CGroups permitem gerenciar a utilização de recursos da máquina por grupos de processos. Processos são agrupados em CGroups e o CGroup é anexado com parâmetros ou limites de recursos. O implementação dos CGroups visa prover funcionalidades de limitação de recursos, priorização de processos, contabilização do uso de recursos e controle de estado.

Existem diversos componentes que controlam o comportamento de processos em um CGroup. Cada componente destes é chamado de controlador de recursos, subsistema do kernel ou apenas controlador. Os CGroups para um controlador podem formar uma hierarquia, facilitando a gestão dos parâmetros dos CGroups.

Na versão 1 da implementação dos CGroups existe uma hierarquia por controlador e como o desenvolvimento dos controladores não era coordenado, haviam inconsistências e complexidades. Na versão 2 há apenas uma hierarquia e por este motivo há controladores que ainda não são suportados. As hierarquias por controlador da versão 1 ainda podem ser utilizadas por compatibilidade, mas um mesmo controlador não pode existir nas duas hierarquias simultâneamente. Informações sobre CGroups podem ser encontradas no man do cgroups, online ou offline, e neste artigo do site Linux Journal.

A importância da versão 2 do CGroups para o docker, e por extensão para o mundo dos contêineres, é permitir controlar contêineres por usuários que não tenham os privilégios do usuário root. Note que por padrão o daemon do docker executa com usuário root. Mais informações sobre contêineres sem root podem ser encontradas neste artigo da the New Stack e neste site.

Sistemas de arquivos Union

Sistemas de arquivos Union, também chamados montagem Union, são tecnologias que permitem combinar múltiplos diretórios em um só. O conteúdo do diretório resultante é a combinação dos conteúdos dos diretórios componentes. Os diretórios são geralmente utilizados em camadas, de forma que o conteúdo de diretórios em camadas mais altas descrevam alterações no conteúdo de diretórios em camadas mais baixas. Quando um mesmo arquivo existe em dois (ou mais) diretórios, o que estiver na camada mais alta é o que aparecerá no diretório resultante. E caso o arquivo seja ‘marcado como excluído’ em uma camada mais alta, ele não aparecerá. Ao modificar um arquivo em uma montagem union é necessário copiar o arquivo das camadas inferiores e colocá-lo em uma camada superior. Isto é chamado de copy-on-write.

Existem diversos sistemas de arquivo Union, como AUFS, btrfs, vfs e DeviceMapper. Por padrão o docker utiliza o sistema overlayfs (se disponível na kernel o docker utiliza a versão 2 do overlayFS).

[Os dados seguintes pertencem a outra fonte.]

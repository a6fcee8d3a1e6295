//! Chart-document to slide-deck conversion.
//!
//! A chart document arrives in one of three shapes: a single chart object, a
//! list of chart results, or a bare ECharts configuration. Conversion
//! classifies the normalized document once, reshapes it into the slide
//! document consumed by the renderer, and cleans embedded code markers along
//! the way. Every failure path degrades to a structurally valid document.

use serde_json::{Map, Value};

use crate::error::{Error, Result};
use crate::normalize::{normalize, RawValue};
use crate::types::{Slide, SlideDocument, SlideStyle, Widget};

/// Keys recognized as ECharts configuration properties.
const ECHARTS_KEYS: [&str; 10] = [
    "title",
    "legend",
    "grid",
    "xAxis",
    "yAxis",
    "series",
    "tooltip",
    "backgroundColor",
    "color",
    "graphic",
];

/// Minimum number of recognized keys for a mapping to count as an ECharts
/// configuration.
const ECHARTS_KEY_THRESHOLD: usize = 2;

/// Tag key marking an embedded code value.
const CODE_MARKER_TAG: &str = "__js_function__";

/// The classified shape of a normalized chart document.
#[derive(Debug)]
pub enum DocumentShape {
    /// A bare ECharts configuration mapping.
    EchartsConfig(Map<String, Value>),
    /// An ordered list of chart result objects.
    ChartList(Vec<Value>),
    /// A single chart object.
    ChartObject(Map<String, Value>),
    /// Anything else (scalars, null); converts to the empty document.
    Unsupported(Value),
}

impl DocumentShape {
    /// Classify a normalized document.
    ///
    /// The ECharts test runs before any other shape test.
    pub fn classify(document: Value) -> Self {
        match document {
            Value::Object(map) => {
                if echarts_key_count(&map) >= ECHARTS_KEY_THRESHOLD {
                    DocumentShape::EchartsConfig(map)
                } else {
                    DocumentShape::ChartObject(map)
                }
            }
            Value::Array(items) => DocumentShape::ChartList(items),
            other => DocumentShape::Unsupported(other),
        }
    }
}

/// True iff `value` is a mapping with at least two recognized ECharts keys.
pub fn is_echarts_config(value: &Value) -> bool {
    match value.as_object() {
        Some(map) => echarts_key_count(map) >= ECHARTS_KEY_THRESHOLD,
        None => false,
    }
}

fn echarts_key_count(map: &Map<String, Value>) -> usize {
    ECHARTS_KEYS.iter().filter(|key| map.contains_key(**key)).count()
}

/// Clean embedded code text.
///
/// Unescapes literal `\n`, `\"`, and `\'` sequences (in that order, one pass
/// each) and trims surrounding whitespace. Non-text input is stringified and
/// returned unchanged.
pub fn clean_code_value(value: &Value) -> String {
    let Some(code) = value.as_str() else {
        return value.to_string();
    };
    code.replace("\\n", "\n")
        .replace("\\\"", "\"")
        .replace("\\'", "'")
        .trim()
        .to_string()
}

/// If `value` is a code marker mapping, return its raw code value.
///
/// A marker requires the tag key equal to boolean `true` and a `value` key
/// present; nothing else qualifies.
fn as_code_marker(value: &Value) -> Option<&Value> {
    let map = value.as_object()?;
    if map.get(CODE_MARKER_TAG) == Some(&Value::Bool(true)) {
        map.get("value")
    } else {
        None
    }
}

/// Rebuild a code marker around cleaned code text. Only the tag and the code
/// survive; extra keys on the source marker are dropped.
fn code_marker(code: String) -> Value {
    let mut map = Map::with_capacity(2);
    map.insert(CODE_MARKER_TAG.to_string(), Value::Bool(true));
    map.insert("value".to_string(), Value::String(code));
    Value::Object(map)
}

/// Walk a tree and clean every code marker found as a mapping value.
///
/// The marker test applies to each value before recursion; a mapping that
/// merely contains a marker deeper down is reached by the recursion, not by
/// a deep scan.
pub fn process_code_markers(value: Value) -> Value {
    match value {
        Value::Object(map) => {
            let mut out = Map::with_capacity(map.len());
            for (key, val) in map {
                match as_code_marker(&val) {
                    Some(code) => {
                        out.insert(key, code_marker(clean_code_value(code)));
                    }
                    None => {
                        out.insert(key, process_code_markers(val));
                    }
                }
            }
            Value::Object(out)
        }
        Value::Array(items) => {
            Value::Array(items.into_iter().map(process_code_markers).collect())
        }
        other => other,
    }
}

/// Fetch a text field, falling back to `default` when absent or non-text.
fn text_field(map: &Map<String, Value>, key: &str, default: &str) -> String {
    map.get(key)
        .and_then(Value::as_str)
        .unwrap_or(default)
        .to_string()
}

/// Whether a chart result should produce a slide.
///
/// The `success` flag defaults to true; non-boolean values count as absent.
fn chart_succeeded(chart: &Map<String, Value>) -> bool {
    chart.get("success").and_then(Value::as_bool).unwrap_or(true)
}

/// Converts chart documents into slide-deck documents.
#[derive(Debug, Clone, Default)]
pub struct SlideConverter;
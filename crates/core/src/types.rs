//! Domain types for the slide-deck document produced by conversion.

use serde::{Deserialize, Serialize};
use serde_json::{Map, Value};

/// Top-level document consumed by the presentation renderer.
#[derive(Debug, Clone, Serialize, Deserialize)]
pub struct SlideDocument {
    /// Envelope holding the ordered slides.
    pub slide_data: SlideData,
}

impl SlideDocument {
    /// Wrap a list of slides in the renderer's envelope.
    pub fn new(slides: Vec<Slide>) -> Self {
        Self {
            slide_data: SlideData { slides },
        }
    }

    /// The degraded fallback: structurally valid, zero slides.
    pub fn empty() -> Self {
        Self::new(Vec::new())
    }

    /// Slides in presentation order.
    pub fn slides(&self) -> &[Slide] {
        &self.slide_data.slides
    }

    /// Number of slides in the document.
    pub fn slide_count(&self) -> usize {
        self.slide_data.slides.len()
    }
}

/// Inner container for the slide list.
#[derive(Debug, Clone, Serialize, Deserialize)]
pub struct SlideData {
    /// Slides in presentation order.
    pub slides: Vec<Slide>,
}

/// A single slide.
#[derive(Debug, Clone, Serialize, Deserialize)]
pub struct Slide {
    /// Identifier assigned during conversion (e.g. `slide_1`).
    pub id: String,

    /// Slide title shown by the renderer.
    pub title: String,

    /// Secondary line under the title.
    pub subtitle: String,

    /// Always empty; slide content comes from the widget.
    pub content: String,

    /// Visual styling.
    pub style: SlideStyle,

    /// The chart widget carried by this slide.
    pub widget: Widget,
}

/// Visual styling applied to a slide.
#[derive(Debug, Clone, Serialize, Deserialize)]
pub struct SlideStyle {
    /// Background color as a hex string.
    #[serde(rename = "bgColor")]
    pub bg_color: String,

    /// Text color as a hex string.
    #[serde(rename = "textColor")]
    pub text_color: String,

    /// Horizontal alignment.
    pub align: String,
}

impl Default for SlideStyle {
    fn default() -> Self {
        Self {
            bg_color: "#ffffff".to_string(),
            text_color: "#000000".to_string(),
            align: "center".to_string(),
        }
    }
}

/// Chart widget embedded in a slide.
#[derive(Debug, Clone, Serialize, Deserialize)]
pub struct Widget {
    /// Always `"chart"`.
    pub widget_type: String,

    /// Display name of the source chart.
    pub widget_name: String,

    /// Output type reported by the source chart.
    pub output_type: String,

    /// Chart data payload, carried through unchanged.
    pub data: Value,

    /// Chart configuration tree with code markers cleaned.
    pub widget_code: Value,
}

impl Widget {
    /// Fixed placeholder substituted when a chart payload cannot be read.
    pub fn degraded() -> Self {
        Self {
            widget_type: "chart".to_string(),
            widget_name: "Error Chart".to_string(),
            output_type: "chart".to_string(),
            data: Value::Object(Map::new()),
            widget_code: Value::Object(Map::new()),
        }
    }
}
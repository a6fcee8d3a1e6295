//! HTTP endpoints for persisting preview HTML and slide documents.

use std::fs;
use std::path::PathBuf;

use axum::extract::State;
use axum::http::StatusCode;
use axum::routing::post;
use axum::{Json, Router};
use serde_json::{json, Value};
use tower_http::cors::CorsLayer;
use tower_http::services::ServeDir;

use crate::preview;

/// File the preview page is written to, served back statically.
const PREVIEW_FILE: &str = "preview-slide.html";

/// Directory for persisted slide documents.
const LOG_DIR: &str = "logs";

/// File the latest slide document is written to.
const LOG_FILE: &str = "slide.json";

/// Shared handler state.
#[derive(Clone)]
pub struct AppState {
    /// Directory holding the preview file, the log directory, and the
    /// statically served files.
    pub root: PathBuf,
}

/// Build the preview server router.
pub fn build_router(state: AppState) -> Router {
    let static_files = ServeDir::new(state.root.clone());

    Router::new()
        .route("/save-html", post(save_html))
        .route("/write-preview-html", post(write_preview_html))
        .route("/save-slide-data", post(save_slide_data))
        .route("/save-log", post(save_log))
        .fallback_service(static_files)
        .layer(CorsLayer::permissive())
        .with_state(state)
}

/// Handler for `POST /save-html`: wrap submitted HTML in the preview shell
/// page and persist it.
async fn save_html(
    State(state): State<AppState>,
    Json(body): Json<Value>,
) -> (StatusCode, Json<Value>) {
    let html = extract_html(&body);
    if html.is_empty() {
        return bad_request("No HTML content provided");
    }

    let page = preview::render_preview_page(html);
    let target = state.root.join(PREVIEW_FILE);
    match fs::write(&target, page) {
        Ok(()) => {
            log::info!("Preview page written to {}", target.display());
            (
                StatusCode::OK,
                Json(json!({
                    "success": true,
                    "message": "HTML saved successfully",
                    "preview_url": format!("/{}", PREVIEW_FILE),
                })),
            )
        }
        Err(e) => server_error(&e.to_string()),
    }
}

/// Handler for `POST /write-preview-html`: persist submitted HTML verbatim.
async fn write_preview_html(
    State(state): State<AppState>,
    Json(body): Json<Value>,
) -> (StatusCode, Json<Value>) {
    let html = body.get("html").and_then(Value::as_str).unwrap_or("");
    if html.is_empty() {
        return bad_request("No HTML content provided");
    }

    let target = state.root.join(PREVIEW_FILE);
    match fs::write(&target, html) {
        Ok(()) => {
            log::info!("HTML content written to {}", target.display());
            (
                StatusCode::OK,
                Json(json!({
                    "success": true,
                    "message": format!("HTML written to {}", PREVIEW_FILE),
                })),
            )
        }
        Err(e) => server_error(&e.to_string()),
    }
}

/// Handler for `POST /save-slide-data`: persist a converted slide document.
async fn save_slide_data(
    State(state): State<AppState>,
    Json(body): Json<Value>,
) -> (StatusCode, Json<Value>) {
    if !chartdeck_core::validate(&body) {
        log::warn!("Persisted slide data failed structural validation");
    }

    match persist_log(&state, &body) {
        Ok(path) => {
            log::info!("Slide data saved to {}", path.display());
            (
                StatusCode::OK,
                Json(json!({
                    "success": true,
                    "message": "Slide data saved successfully",
                })),
            )
        }
        Err(e) => server_error(&e.to_string()),
    }
}

/// Handler for `POST /save-log`: persist an arbitrary JSON body to the log
/// file and report where it landed.
async fn save_log(
    State(state): State<AppState>,
    Json(body): Json<Value>,
) -> (StatusCode, Json<Value>) {
    match persist_log(&state, &body) {
        Ok(path) => {
            log::info!("API response logged to {}", path.display());
            (
                StatusCode::OK,
                Json(json!({
                    "success": true,
                    "log_file": path.display().to_string(),
                })),
            )
        }
        Err(e) => server_error(&e.to_string()),
    }
}

/// Write a JSON body to `logs/slide.json` under the server root, creating
/// the directory if needed.
fn persist_log(state: &AppState, body: &Value) -> anyhow::Result<PathBuf> {
    let dir = state.root.join(LOG_DIR);
    fs::create_dir_all(&dir)?;

    let path = dir.join(LOG_FILE);
    fs::write(&path, serde_json::to_string_pretty(body)?)?;
    Ok(path)
}

/// Pull the HTML payload out of a request body, preferring `html_content`.
fn extract_html(body: &Value) -> &str {
    let primary = body
        .get("html_content")
        .and_then(Value::as_str)
        .unwrap_or("");
    if !primary.is_empty() {
        return primary;
    }
    body.get("html").and_then(Value::as_str).unwrap_or("")
}

fn bad_request(error: &str) -> (StatusCode, Json<Value>) {
    (
        StatusCode::BAD_REQUEST,
        Json(json!({"success": false, "error": error})),
    )
}

fn server_error(error: &str) -> (StatusCode, Json<Value>) {
    (
        StatusCode::INTERNAL_SERVER_ERROR,
        Json(json!({"success": false, "error": format!("Server error: {}", error)})),
    )
}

Mais informações sobre o funcionamento do sistema de arquivos overlay nas versões 1 e 2 podem ser encontrados neste artigo da docker e mais informações de como os sistemas de arquivos union são utilizados nas imagens e nos contêineres podem ser encontradas neste artigo, também da docker.

Quando um contêiner é iniciado, o docker cria uma montagem union com as camadas da imagem e um diretório vazio como uma camada superior. As alterações feitas nos diretórios e arquivos do contêiner acontecem neste diretório vazio. Quando o contêiner é removido, este diretório também é removido, assim as alterações feitas no contêiner são perdidas. A vantagem de se utilizar uma montagem union é compartilhando arquivos entre contêineres o uso do espaço total em disco é reduzido.

Outros componentes e conclusão

O docker também faz uso do programa iptables, um firewall nativo do linux, para conectar os contêineres, e das capabilities da kernel, permitindo a execução de ações por usuários comuns que só o usuário root poderia executar, como fazer uso de uma porta abaixo de 1024. O docker também possui integração com SELinux e AppArmor, sistemas de controle de acesso do linux.

Neste texto podemos vislumbrar o grau de integração do docker com o linux e quais funcionalidades teriam de ser replicadas em outros sistemas para que o docker possa funcionar nativamente.

Outros textos que indico a leitura são este artigo de Janos Pasztor, em que o autor apresenta algumas implementações do uso destas funcionalidades em C, este artigo do Rafael Foschiani na 4linux, em que o autor apresenta um hands-on das tecnologias, e este artigo da comunidade Docker Saigon, que apresenta alguns aspectos não presentes neste texto. Indico também esta palestra do Samuel Karp na LinuxFest Northwest 2020 e esta palestra do Jérôme Petazzoni na DockerCON EU 2015.